The aggregation of lines adds a 3% overhead to the traffic, which the company says is no impediment to the quality of applications such as voice and video transmitted this way.

“One plus one equals 1.97,” said Keith Collins, Sharedband’s sales and marketing director, of the math dictating the system’s bandwidth speeds. “There are some tolerances as well. The latencies have got to be within a certain amount, or that affects it as well. But if you’ve got some reasonable quality lines, they’ll do. Pretty much add them together.”

The company’s two-person U.S. workforce is currently setting up servers in Seattle in preparation for a two-pronged attack in the U.S., selling both to Internet service providers on a wholesale basis and, initially at least, directly to small and medium-sized business customers.

End users will be able to download the router firmware themselves over the Internet if they want. But the system won’t work unless the user is in some proximity to Sharedband’s servers. The precise reach of the system isn’t known (and distance adds latency to the service), but the company expects its Seattle infrastructure to serve much of the Pacific Northwest.

“We’re happy to give away the software,” Collins said. “It doesn’t work without the aggregation server software at the other end. The business model doesn’t charge for the router firmware at all. The only charge the customer gets is the cost of loading the firmware on at the moment. The revenue stream is earned by the provision of the service to re-aggregate the software on the Internet.”

Sharedband’s system, when deployed with the Linksys WRT54 wireless router, can bond broadband lines from multiple providers, whether ADSL-based or not, allowing customers to couple service from telco and cable providers, for example. Collins says this gives the service more resiliency; should one provider’s service shut down, the other may continue.
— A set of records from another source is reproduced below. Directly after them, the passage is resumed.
//! Invariant audit over the engine indices and the grid.
//!
//! Runs under the engine read lock and takes one spot lock at a time.

use std::collections::HashMap;
use std::fmt;

use serde::Serialize;

use super::state::AllocationState;
use crate::grid::{Grid, SpotCoord, VehicleClass};

/// A single broken invariant.
#[derive(Debug, Clone, PartialEq, Eq, Serialize)]
pub enum AuditFinding {
    /// Pool entry that does not name a real spot.
    UnknownSpotInPool { class: VehicleClass, spot: String },
    /// Pool entry for an inactive spot or one of another class.
    IneligibleSpotInPool { class: VehicleClass, spot: String },
    /// Same spot listed in more than one pool.
    DuplicatePoolEntry { spot: String },
    /// Pool entry for a spot that is occupied.
    OccupiedSpotInPool { spot: String, occupant: String },
    /// Current index entry whose spot does not hold that vehicle.
    IndexSpotMismatch { vehicle_id: String, spot: String },
    /// Two vehicles indexed to the same spot.
    SharedSpot { spot: String },
    /// Current index entry whose history points elsewhere.
    StaleHistory { vehicle_id: String },
    /// Occupied spot that no vehicle is indexed to.
    UntrackedOccupant { spot: String, occupant: String },
    /// Active, free spot absent from its pool.
    LostFreeSpot { spot: String },
}

impl fmt::Display for AuditFinding {
    fn fmt(&self, f: &mut fmt::Formatter<'_>) -> fmt::Result {
        match self {
            Self::UnknownSpotInPool { class, spot } => {
                write!(f, "{class} pool lists unknown spot {spot}")
            }
            Self::IneligibleSpotInPool { class, spot } => {
                write!(f, "{class} pool lists ineligible spot {spot}")
            }
            Self::DuplicatePoolEntry { spot } => write!(f, "spot {spot} is in several pools"),
            Self::OccupiedSpotInPool { spot, occupant } => {
                write!(f, "spot {spot} is pooled but held by {occupant}")
            }
            Self::IndexSpotMismatch { vehicle_id, spot } => {
                write!(f, "{vehicle_id} indexed at {spot} but not recorded there")
            }
            Self::SharedSpot { spot } => write!(f, "spot {spot} indexed to several vehicles"),
            Self::StaleHistory { vehicle_id } => write!(f, "{vehicle_id} history disagrees with index"),
            Self::UntrackedOccupant { spot, occupant } => {
                write!(f, "spot {spot} held by untracked {occupant}")
            }
            Self::LostFreeSpot { spot } => write!(f, "free spot {spot} missing from its pool"),
        }
    }
}

pub(crate) fn check(grid: &Grid, state: &AllocationState) -> Vec<AuditFinding> {
    let mut findings = Vec::new();
    let mut pooled: HashMap<SpotCoord, usize> = HashMap::new();

    for (&class, pool) in &state.free_pools {
        for &coord in pool {
            *pooled.entry(coord).or_default() += 1;
            let Some(spot) = grid.spot(coord) else {
                findings.push(AuditFinding::UnknownSpotInPool { class, spot: coord.key() });
                continue;
            };
            if !spot.is_active() || spot.class() != Some(class) {
                findings.push(AuditFinding::IneligibleSpotInPool { class, spot: coord.key() });
            }
            if let Some(occupant) = spot.occupant() {
                findings.push(AuditFinding::OccupiedSpotInPool { spot: coord.key(), occupant });
            }
        }
    }
    for (coord, count) in &pooled {
        if *count > 1 {
            findings.push(AuditFinding::DuplicatePoolEntry { spot: coord.key() });
        }
    }

    let mut indexed: HashMap<SpotCoord, &str> = HashMap::new();
    for (vehicle_id, &coord) in &state.current {
        let held = grid
            .spot(coord)
            .is_some_and(|spot| spot.lock().is_held_by(vehicle_id));
        if !held {
            findings.push(AuditFinding::IndexSpotMismatch {
                vehicle_id: vehicle_id.clone(),
                spot: coord.key(),
            });
        }
        if indexed.insert(coord, vehicle_id).is_some() {
            findings.push(AuditFinding::SharedSpot { spot: coord.key() });
        }
        if state.last.get(vehicle_id) != Some(&coord) {
            findings.push(AuditFinding::StaleHistory { vehicle_id: vehicle_id.clone() });
        }
    }

    for spot in grid.iter() {
        let coord = spot.coord();
        match spot.occupant() {
            Some(occupant) if !indexed.contains_key(&coord) => {
                findings.push(AuditFinding::UntrackedOccupant { spot: coord.key(), occupant });
            }
            None if spot.is_active() && !pooled.contains_key(&coord) => {
                findings.push(AuditFinding::LostFreeSpot { spot: coord.key() });
            }
            _ => {}
        }
    }

    findings
}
Users will also receive information on the relative performance of each line, so they’ll know if one broadband provider is underperforming.

“We’re piggybacking on the processing power of the router,” Collins said. “When you plug the routers in to your local area network, one per line, they discover each other and pull together the resources of the lines they’re connected to. They’ll cope with any type of Internet connection. So if they’re connected to 1.5-Mb/s or 3-Mb/s lines or even a T-1 connection, it doesn’t really matter. The algorithm that shares the packets across those different lines adapts itself to what’s available.”

The company has only begun turning up live customers in the U.K., where it will sell only through partners and not directly.